The Asheville Film Society will screen Isadora and Song of Summer on Tuesday, Jan. 3, at 8 p.m. in the Cinema Lounge of The Carolina Asheville and will be hosted by Xpress movie critics Ken Hanke and Justin Souther. Hanke is the artistic director of the A.F.S.
Genre: Biographical Drama
Director: Ken Russell
Starring: Vivian Pickles, Peter Bowles, Alexei Jawdokimov / Max Adrian, Christopher Gable, Maureen Pryor
Rated: NR

The Asheville Film Society starts its month-long tribute to British filmmaker Ken Russell (1927-2011) with a double bill of two of his best and most popular BBC films — Isadora Duncan, the Biggest Dancer in the World (1966) and Song of Summer: Frederick Delius (1968). The first is about American dancer Isadora Duncan (Vivian Pickles), while the second covers the final years of British composer Frederick Delius (Max Adrian). Though they are both clearly the work of the same artistic sensibility, the two offer a marked contrast in tone. Isadora (which is probably my favorite of Russell’s BBC films) is bold and exuberant — literally bursting onto the screen in a torrent of images presenting an encapsulated version of the dancer’s eccentric life after the fashion of a newsreel running at breakneck speed. Song of Summer is a much quieter work. It’s more of a chamber piece that is sometimes reminiscent of one of Ingmar Bergman’s more intimate dramas, though in markedly Russellian terms. The two tones were adopted because they suit their respective subjects, but they also serve to illustrate what might be called the two sides of Ken Russell — two sides that, I must say, often cross over into the other. Many of Russell’s critics tend to present him as invariably over-the-top and flamboyant, thereby selling short the fact that he is also capable of quiet reflection — even introspection — and creating moments of subtle beauty and humanity.

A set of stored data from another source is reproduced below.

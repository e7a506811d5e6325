//! SQLite schema definitions.

/// Current schema version of the local database.
pub const SCHEMA_VERSION: i32 = 1;

/// Complete schema for the local database.
pub const SCHEMA: &str = r#"
-- Review records, one JSON document per storage key
CREATE TABLE IF NOT EXISTS kv (
    key TEXT PRIMARY KEY,
    value TEXT NOT NULL
);

-- Schema version tracking
CREATE TABLE IF NOT EXISTS schema_version (
    version INTEGER PRIMARY KEY
);
"#;

/// Record the schema version on first open.
pub const INIT_SCHEMA_VERSION: &str = r#"
INSERT INTO schema_version (version)
SELECT 1 WHERE NOT EXISTS (SELECT 1 FROM schema_version);
"#;
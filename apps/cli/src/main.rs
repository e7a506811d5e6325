fn main() -> anyhow::Result<()> {
    review_cli::run()
}
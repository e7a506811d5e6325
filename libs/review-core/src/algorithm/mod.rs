//! Spaced repetition algorithm implementations.

pub mod sm2;

use crate::phase::PhaseCalculator;
use crate::types::{Direction, Phase, ReviewState};
use chrono::{DateTime, Utc};

/// Result of scheduling an item after review.
#[derive(Debug, Clone)]
pub struct SchedulingResult {
    pub new_state: ReviewState,
    pub previous_phase: Phase,
}

impl SchedulingResult {
    pub fn phase_changed(&self) -> bool {
        self.previous_phase != self.new_state.phase
    }
}

/// Trait for spaced repetition algorithms.
pub trait ReviewAlgorithm {
    /// Algorithm identifier.
    fn name(&self) -> &'static str;

    /// Calculate next review state after a review. `grade` is already validated.
    fn schedule(
        &self,
        state: &ReviewState,
        grade: u8,
        direction: Direction,
        phases: &PhaseCalculator,
        now: DateTime<Utc>,
    ) -> SchedulingResult;

    /// Initial state for a new item.
    fn initial_state(
        &self,
        item_id: &str,
        direction: Direction,
        phases: &PhaseCalculator,
        now: DateTime<Utc>,
    ) -> ReviewState;
}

When Ken Russell started making films — short films — for the BBC in 1959, the idea was that he was to make documentaries. These were also meant to be straightforward documentaries, but they almost immediately developed a personality of their own in the way that Russell cut the films and the way he matched music and imagery. (His use of Ralph Vaughan Williams’ Sinfonia Antarctica is his 1961 short on Antonio Gaudi provides an interesting early example.) But the approach was too constraining for Russell, who more and more wanted to dramatize his subjects — an idea the BBC was resistant to out of the belief that the public would believe any such dramatization would be mistaken for actual documentary footage. All the same, by 1961 he had managed to work some of his ideas into a film on Sergei Prokofiev — including a brief glimpse of an actor playing Prokofiev reflected in a pond.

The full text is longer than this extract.